- Beranda
- Komunitas
- Story
- Stories from the Heart
Jalan Kita Masing-Masing (Cerpen)
TS
ih.sul
Jalan Kita Masing-Masing (Cerpen)
“Ki Ki Ki, aku ada ide jualan bagus. Dijamin sukses!”
“Jual apaan? Jual agama?”
“Bukan! Aku mau jual bakwan udang. Om ku kan jualan udang goreng, ada banyak banget kulit udang nggak kepake. Kan tinggal kurebus terus air rebusannya kucampur sama tepung. Pasti laku!”
Aku tak tahu banyak tentang dunia perbakwanan, tapi bakwan rasa udang memang terdengar lezat.
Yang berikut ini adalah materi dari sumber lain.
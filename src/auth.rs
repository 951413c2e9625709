// Copyright (c) 2025 Soumyadip Sarkar.
// All rights reserved.
//
// This source code is licensed under the license found in the
// LICENSE file in the root directory of this source tree.

//! Hosted auth service client and the on-disk session it produces.

use crate::config::BackendConfig;
use crate::error::LedgerError;
use crate::utils::{check_response, http_client};
use anyhow::{Context, Result};
use reqwest::blocking::Client;
use serde::{Deserialize, Serialize};
use serde_json::json;
use std::fs;
use std::path::{Path, PathBuf};

pub const MIN_PASSWORD_LEN: usize = 6;

#[derive(Debug, Clone, PartialEq, Serialize, Deserialize)]
pub struct SessionUser {
    pub id: String,
    #[serde(default)]
    pub email: Option<String>,
}

#[derive(Debug, Clone, PartialEq, Serialize, Deserialize)]
pub struct Session {
    pub access_token: String,
    #[serde(default)]
    pub refresh_token: Option<String>,
    #[serde(default)]
    pub expires_at: Option<i64>,
    pub user: SessionUser,
}

pub struct SessionStore {
    path: PathBuf,
}

impl SessionStore {
    pub fn new(path: impl Into<PathBuf>) -> Self {
        SessionStore { path: path.into() }
    }

    pub fn open_default() -> Result<Self> {
        Ok(SessionStore::new(crate::db::session_path()?))
    }

    pub fn path(&self) -> &Path {
        &self.path
    }

    pub fn load(&self) -> Result<Option<Session>> {
        if !self.path.exists() {
            return Ok(None);
        }
        let raw = fs::read_to_string(&self.path)
            .with_context(|| format!("Read session {}", self.path.display()))?;
        let session = serde_json::from_str(&raw)
            .with_context(|| format!("Corrupt session file {}", self.path.display()))?;
        Ok(Some(session))
    }

    pub fn save(&self, session: &Session) -> Result<()> {
        if let Some(dir) = self.path.parent() {
            fs::create_dir_all(dir)?;
        }
        fs::write(&self.path, serde_json::to_string_pretty(session)?)
            .with_context(|| format!("Write session {}", self.path.display()))?;
        Ok(())
    }

    pub fn clear(&self) -> Result<()> {
        if self.path.exists() {
            fs::remove_file(&self.path)
                .with_context(|| format!("Remove session {}", self.path.display()))?;
        }
        Ok(())
    }
}

pub fn validate_new_password(password: &str, confirmation: &str) -> Result<(), LedgerError> {
    if password.chars().count() < MIN_PASSWORD_LEN {
        return Err(LedgerError::invalid(format!(
            "Password must be at least {} characters",
            MIN_PASSWORD_LEN
        )));
    }
    if password != confirmation {
        return Err(LedgerError::invalid("Passwords do not match"));
    }
    Ok(())
}

pub struct AuthClient {
    http: Client,
    base_url: String,
    anon_key: String,
}

/// Sign-up either returns a full session (auto-confirm) or just the user
/// when email confirmation is pending.
#[derive(Debug, Deserialize)]
#[serde(untagged)]
enum SignUpResponse {
    Session(Session),
    User(SessionUser),
}

impl AuthClient {
    pub fn new(backend: &BackendConfig) -> Result<Self> {
        Ok(AuthClient {
            http: http_client(backend.timeout_secs)?,
            base_url: backend.url()?.to_string(),
            anon_key: backend.anon_key()?.to_string(),
        })
    }

    fn url(&self, path: &str) -> String {
        format!("{}/auth/v1/{}", self.base_url, path)
    }

    pub fn sign_in(&self, email: &str, password: &str) -> Result<Session> {
        let resp = self
            .http
            .post(self.url("token"))
            .query(&[("grant_type", "password")])
            .header("apikey", &self.anon_key)
            .json(&json!({ "email": email, "password": password }))
            .send()
            .context("Auth request failed")?;
        let session: Session = check_response(resp)?
            .json()
            .context("Unexpected sign-in response")?;
        tracing::info!(user = %session.user.id, "signed in");
        Ok(session)
    }

    /// Returns the session when the service signs the new user in directly.
    pub fn sign_up(
        &self,
        email: &str,
        password: &str,
        nickname: Option<&str>,
    ) -> Result<Option<Session>> {
        let resp = self
            .http
            .post(self.url("signup"))
            .header("apikey", &self.anon_key)
            .json(&json!({
                "email": email,
                "password": password,
                "data": { "nickname": nickname },
            }))
            .send()
            .context("Auth request failed")?;
        let body: SignUpResponse = check_response(resp)?
            .json()
            .context("Unexpected sign-up response")?;
        Ok(match body {
            SignUpResponse::Session(s) => Some(s),
            SignUpResponse::User(u) => {
                tracing::info!(user = %u.id, "sign-up pending confirmation");
                None
            }
        })
    }

    pub fn sign_out(&self, session: &Session) -> Result<()> {
        let resp = self
            .http
            .post(self.url("logout"))
            .header("apikey", &self.anon_key)
            .bearer_auth(&session.access_token)
            .send()
            .context("Auth request failed")?;
        check_response(resp)?;
        Ok(())
    }

    pub fn update_password(&self, session: &Session, new_password: &str) -> Result<()> {
        let resp = self
            .http
            .put(self.url("user"))
            .header("apikey", &self.anon_key)
            .bearer_auth(&session.access_token)
            .json(&json!({ "password": new_password }))
            .send()
            .context("Auth request failed")?;
        check_response(resp)?;
        Ok(())
    }

    pub fn reset_password(&self, email: &str) -> Result<()> {
        let resp = self
            .http
            .post(self.url("recover"))
            .header("apikey", &self.anon_key)
            .json(&json!({ "email": email }))
            .send()
            .context("Auth request failed")?;
        check_response(resp)?;
        Ok(())
    }
}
Hanya saja, dengan ekonomi saat ini dan banyaknya pemalakan di level umkm, apa idenya bisa membuahkan hasil?
“Mending jualan agama aja Gil. Mukamu kan muka orang arab.”
Giginya agak tonggos, tapi Agil memang punya darah orang Arab dari sisi ibunya. Sayang kalo nggak dimanfaatkan.
“Kau sendiri mau apa, Ki? Lanjut kuliah?”
Aku menggeleng.
Sebentar lagi kami akan lulus Sma. Pilihan ke depan cuma ada dua, lanjut kuliah atau menganggur. Aku tak berencana kuliah, jadi sepertinya aku akan menganggur sebelum mendapatkan kerja yang cocok.
Meski demikian aku sebenarnya punya rencana. Tidak menjanjikan, tapi ada hal yang ingin kulakukan.
“Kalo nggak salah dulu kau bilang mau jadi guru, kan? kenapa nggak lanjut kuliah?” tanya Agil lagi.
“Gil, guru itu gajinya kecil, masuk penjaranya gampang. Ngapain kau habisin hidup di suatu pekerjaan kalau pemerintah sendiri nggak menghargai pekerjaan itu? Lihat tuh Bu Lisa, didenda puluhan juta cuma gara-gara nagih pr. Sori ye, tapi masa depanku lebih penting daripada masa depan negara ini.”
Bu Lisa adalah guru yang baik, tapi murid-murid jaman sekarang memang makin brengsek. Padahal kasusnya viral, tapi tetap saja beliau kena denda. Apalagi kalau nggak viral? Sudah membeku dia dipenjara.
Aku jadi ingat pamanku, Doni. Dia cuma duduk di pinggir jalan menunggu pembeli datang, tapi tiba-tiba sekelompok polisi datang dan membawanya ke kantor polisi. Entah bagaimana ceritanya dia dituduh membunuh seseorang. Bahkan sampai sekarang Om Doni masih mendekam di penjara karena tak sanggup membuktikan bahwa dia tidak bersalah.
Aku mendesah menatap langit saat Agil menjelaskan di mana dia ingin membuka usaha bakwan udangnya. Di jaman sekarang, sekedar punya usaha dan uang saja sudah tidak cukup. Untuk bisa hidup tenang, perlu yang namanya kekuasaan. Minimal, aku harus punya kuasa untuk memviralkan sesuatu.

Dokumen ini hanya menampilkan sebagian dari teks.